Here is my plan, generally: More positive moves, less things that would be a setback in some way.
Specifically this looks like:
No online ordering. If I’m being honest, COVID gave me a good excuse to “convenience” EVERYthing. With that, from now through the end of October I am no longer allowed to have my groceries delivered, no Amazon purchases and no meal delivery like Doordash/Grubhub/UberEats. I tend to lean on the ease of these platforms a LOT and because of that I also tend to purchase more things than necessary. This morning I logged into my apps and removed my associated cards from the “wallet” so even if I try to buy something, I will be reminded because there will be no card on file to “one click” the order. This is not to say I can’t buy things – I just have to GO to the store and get them. I know this may seem silly; however, I know how much I hate leaving home, and how I don’t enjoy crowds and stores – so this will do nicely to curb some spending and cut some calories.
Along with the lack of delivered meals for the coming 6 weeks, I have vowed once again to do some “boring” meal prep and cooking.
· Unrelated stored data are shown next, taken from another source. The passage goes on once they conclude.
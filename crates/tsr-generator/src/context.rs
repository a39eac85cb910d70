//! Per-compilation id table.
//!
//! Ids are assigned in visit order and registered *before* a type's members
//! are walked, which is what turns a cyclic graph into a finite description
//! set. Descriptions are recorded in completion order so that a module's
//! registrations list non-cyclic dependencies before their users.

use rustc_hash::{FxHashMap, FxHashSet};
use tracing::trace;
use tsr_common::{ModuleMetadata, TypeDescription, TypeId};

/// Where an identity key stands in the table.
#[derive(Copy, Clone, Debug, PartialEq, Eq)]
pub enum IdState {
    /// Reserved; its description is still being produced.
    InProgress(TypeId),
    Complete(TypeId),
}

impl IdState {
    pub fn id(self) -> TypeId {
        match self {
            IdState::InProgress(id) | IdState::Complete(id) => id,
        }
    }
}

/// Undo point taken when an id is reserved.
#[derive(Debug)]
pub struct Reservation {
    pub id: TypeId,
    key: String,
    completed_before: usize,
}

#[derive(Debug)]
pub struct GenerationContext {
    ids: FxHashMap<String, TypeId>,
    in_progress: FxHashSet<TypeId>,
    descriptions: FxHashMap<TypeId, TypeDescription>,
    /// Completed ids with their keys, in completion order.
    completed: Vec<(TypeId, String)>,
    next_id: u32,
}

impl Default for GenerationContext {
    fn default() -> Self {
        Self::new()
    }
}

impl GenerationContext {
    pub fn new() -> Self {
        Self {
            ids: FxHashMap::default(),
            in_progress: FxHashSet::default(),
            descriptions: FxHashMap::default(),
            completed: Vec::new(),
            next_id: TypeId::FIRST_VALID,
        }
    }

    pub fn lookup(&self, key: &str) -> Option<IdState> {
        let id = *self.ids.get(key)?;
        Some(if self.in_progress.contains(&id) {
            IdState::InProgress(id)
        } else {
            IdState::Complete(id)
        })
    }

    /// Allocate an id for `key` and mark it in progress.
    pub fn reserve(&mut self, key: &str) -> Reservation {
        let id = TypeId(self.next_id);
        self.next_id += 1;
        self.ids.insert(key.to_string(), id);
        self.in_progress.insert(id);
        trace!(type_id = %id, key, "GenerationContext::reserve");
        Reservation {
            id,
            key: key.to_string(),
            completed_before: self.completed.len(),
        }
    }

    pub fn complete(&mut self, reservation: Reservation, description: TypeDescription) {
        let Reservation { id, key, .. } = reservation;
        self.in_progress.remove(&id);
        self.descriptions.insert(id, description);
        self.completed.push((id, key));
    }

    /// Forget the reserved id and everything completed while it was in
    /// progress; those descriptions may reference it.
    pub fn abandon(&mut self, reservation: Reservation) {
        let Reservation {
            id,
            key,
            completed_before,
        } = reservation;
        self.in_progress.remove(&id);
        self.ids.remove(&key);
        for (dropped, dropped_key) in self.completed.drain(completed_before..) {
            self.descriptions.remove(&dropped);
            self.ids.remove(&dropped_key);
        }
        trace!(type_id = %id, key = %key, "GenerationContext::abandon");
    }

    pub fn description(&self, id: TypeId) -> Option<&TypeDescription> {
        self.descriptions.get(&id)
    }

    pub fn len(&self) -> usize {
        self.completed.len()
    }

    pub fn is_empty(&self) -> bool {
        self.completed.is_empty()
    }

    /// Completed ids in completion order.
    pub fn order(&self) -> impl Iterator<Item = TypeId> + '_ {
        self.completed.iter().map(|(id, _)| *id)
    }

    /// Registrations for `roots` and everything they reference, in
    /// completion order.
    pub fn module_metadata(&self, module: &str, roots: &[TypeId]) -> ModuleMetadata {
        let mut needed: FxHashSet<TypeId> = FxHashSet::default();
        let mut stack: Vec<TypeId> = roots.to_vec();
        while let Some(id) = stack.pop() {
            if !needed.insert(id) {
                continue;
            }
            if let Some(description) = self.descriptions.get(&id) {
                description.for_each_referenced_id(&mut |dep| {
                    if !needed.contains(&dep) {
                        stack.push(dep);
                    }
                });
            }
        }

        let mut metadata = ModuleMetadata::new(module);
        for id in self.order().filter(|id| needed.contains(id)) {
            if let Some(description) = self.descriptions.get(&id) {
                metadata.push(id, description.clone());
            }
        }
        metadata
    }
}

#[cfg(test)]
#[path = "../tests/context_tests.rs"]
mod tests;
This is good for my budget AND my waistline. I chose to focus on this area because I recognize if my foot/ankle injury doesn’t heal in the very near future, my running will be greatly diminished and I will quickly put on the weight that I’ve lost since I will no longer be burning 300-1000 calories per run like I was. I also know that I want to clean up my diet so I can help my body heal optimally. It’s tough enough for our bodies to repair themselves from the stress, workouts, and general life wear and tear, but even more difficult when fueled poorly. I have big plans for the coming year, for my Triple Crown (3 half marathons between January to August 2022), so I will need to be in peak shape to maintain that training schedule. Even if my current training gets delayed and I can’t take part in my October half marathon, I want to lay the ground work for future me to pick up training and run with it (pun intended!).
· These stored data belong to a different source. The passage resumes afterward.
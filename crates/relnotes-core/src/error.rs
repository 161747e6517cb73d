//! Error types for relnotes

use std::path::PathBuf;
use thiserror::Error;

/// Result type alias for configuration operations
pub type Result<T> = std::result::Result<T, ConfigError>;

/// Configuration-related errors
#[derive(Debug, Error)]
pub enum ConfigError {
    /// Invalid configuration value
    #[error("Invalid configuration: {field} - {message}")]
    InvalidValue { field: String, message: String },

    /// Missing required field
    #[error("Missing required configuration field: {0}")]
    MissingField(String),

    /// YAML parsing error
    #[error("YAML parsing error: {0}")]
    YamlError(#[from] serde_yaml::Error),

    /// TOML parsing error
    #[error("TOML parsing error: {0}")]
    TomlError(#[from] toml::de::Error),

    /// IO error
    #[error("IO error reading config: {0}")]
    Io(#[from] std::io::Error),
}

/// Changelog-related errors
#[derive(Debug, Error)]
pub enum ChangelogError {
    /// Failed to write changelog
    #[error("Failed to write changelog to {path}: {source}")]
    WriteFailed {
        path: PathBuf,
        #[source]
        source: std::io::Error,
    },
}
Less drinking. I have written about my love affair with alcohol in the past many times, and with football season upon us…this could make for a perfect storm. I am a believer in “everything in moderation” so I’m going to do my best to stick to the following guidelines for alcohol for the next 6 weeks:
1. Monday – Thursday – 1 drink per day.
2. Scheduled events (on the calendar already) such as a beer fest, dates and/or outings with friends are allowed (some) exception but ideally not more than 2 drinks per outing on a weeknight. Of course Browns Football games are an exception as well.
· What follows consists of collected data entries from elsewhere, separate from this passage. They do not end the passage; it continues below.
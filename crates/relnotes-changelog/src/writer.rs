//! Writing release notes to disk and to CI outputs

use std::fs::{File, OpenOptions};
use std::io::Write;
use std::path::{Path, PathBuf};

use relnotes_core::ChangelogError;
use tracing::{debug, info};

use crate::types::ReleaseNotes;

/// Heredoc delimiter used for multiline GitHub Actions outputs
const OUTPUT_DELIMITER: &str = "RELNOTES_EOF";

/// Write the document to `dir/<notes.file>`, or to `notes.file` if it is absolute.
///
/// Returns the path that was written.
pub fn write_release_notes(notes: &ReleaseNotes, dir: &Path) -> Result<PathBuf, ChangelogError> {
    let path = dir.join(&notes.file);
    write_to(&path, notes.contents.as_bytes())?;
    info!(path = %path.display(), bytes = notes.contents.len(), "release notes written");
    Ok(path)
}

fn write_to(path: &Path, contents: &[u8]) -> Result<(), ChangelogError> {
    let wrap = |source| ChangelogError::WriteFailed {
        path: path.to_path_buf(),
        source,
    };

    let mut file = File::create(path).map_err(wrap)?;
    file.write_all(contents).map_err(wrap)?;
    file.flush().map_err(wrap)?;
    Ok(())
}

/// Append the `contents` and `file` outputs to a GitHub Actions output file
pub fn write_github_outputs(notes: &ReleaseNotes, output_file: &Path) -> Result<(), ChangelogError> {
    let wrap = |source| ChangelogError::WriteFailed {
        path: output_file.to_path_buf(),
        source,
    };

    let mut file = OpenOptions::new()
        .create(true)
        .append(true)
        .open(output_file)
        .map_err(wrap)?;

    for (key, value) in notes.outputs() {
        if value.contains('\n') {
            writeln!(file, "{}<<{}", key, OUTPUT_DELIMITER).map_err(wrap)?;
            writeln!(file, "{}", value.trim_end_matches('\n')).map_err(wrap)?;
            writeln!(file, "{}", OUTPUT_DELIMITER).map_err(wrap)?;
        } else {
            writeln!(file, "{}={}", key, value).map_err(wrap)?;
        }
    }

    debug!(path = %output_file.display(), "github outputs written");
    Ok(())
}

#[cfg(test)]
mod tests {
    use super::*;
    use crate::types::ClassificationSummary;
    use tempfile::TempDir;

    fn notes(contents: &str) -> ReleaseNotes {
        ReleaseNotes {
            contents: contents.to_string(),
            file: PathBuf::from("changelog.md"),
            summary: ClassificationSummary::default(),
            diagnostics: vec![],
        }
    }

    #[test]
    fn test_write_release_notes() {
        let temp = TempDir::new().unwrap();
        let notes = notes("### Fixes\n\n* Fix Y (#20 by @b)\n");

        let path = write_release_notes(&notes, temp.path()).unwrap();

        assert_eq!(path, temp.path().join("changelog.md"));
        assert_eq!(std::fs::read_to_string(&path).unwrap(), notes.contents);
    }

    #[test]
    fn test_write_overwrites_existing_file() {
        let temp = TempDir::new().unwrap();
        std::fs::write(temp.path().join("changelog.md"), "old contents that are longer").unwrap();

        let path = write_release_notes(&notes("new"), temp.path()).unwrap();
        assert_eq!(std::fs::read_to_string(path).unwrap(), "new");
    }

    #[test]
    fn test_write_into_missing_dir_fails() {
        let temp = TempDir::new().unwrap();
        let missing = temp.path().join("nope");

        let err = write_release_notes(&notes("x"), &missing).unwrap_err();
        assert!(matches!(err, ChangelogError::WriteFailed { .. }));
    }

    #[test]
    fn test_write_github_outputs() {
        let temp = TempDir::new().unwrap();
        let output_file = temp.path().join("github_output");
        std::fs::write(&output_file, "previous=1\n").unwrap();

        write_github_outputs(&notes("### Fixes\n\n* Fix Y (#20 by @b)\n"), &output_file).unwrap();

        let written = std::fs::read_to_string(&output_file).unwrap();
        assert_eq!(
            written,
            "previous=1\n\
             contents<<RELNOTES_EOF\n\
             ### Fixes\n\
             \n\
             * Fix Y (#20 by @b)\n\
             RELNOTES_EOF\n\
             file=changelog.md\n"
        );
    }

    #[test]
    fn test_write_github_outputs_single_line() {
        let temp = TempDir::new().unwrap();
        let output_file = temp.path().join("github_output");

        write_github_outputs(&notes(""), &output_file).unwrap();

        let written = std::fs::read_to_string(&output_file).unwrap();
        assert_eq!(written, "contents=\nfile=changelog.md\n");
    }
}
More water, stretching and foam rolling.
It is now apparent to me, through my half marathon training, the importance of pre & post workout care. I used to be a person who would never warm up or cool down, but here we are…injured and annoyed. Along with various supplements that I have added to my daily vitamin intake (such as potassium and magnesium), I have committed to drinking 3 refills of my 32oz water bottle per day, along with foam rolling/stretching. I have neglected to give my body the care and rest it requires and I’m paying for it…so lesson learned, let’s do better!
All things combined, it seems like a lot (perhaps) but I believe it is a manageable list. I also like that I have an end date for this, so it won’t feel so bad in the short term – and I am excited to see how this all goes in the coming weeks!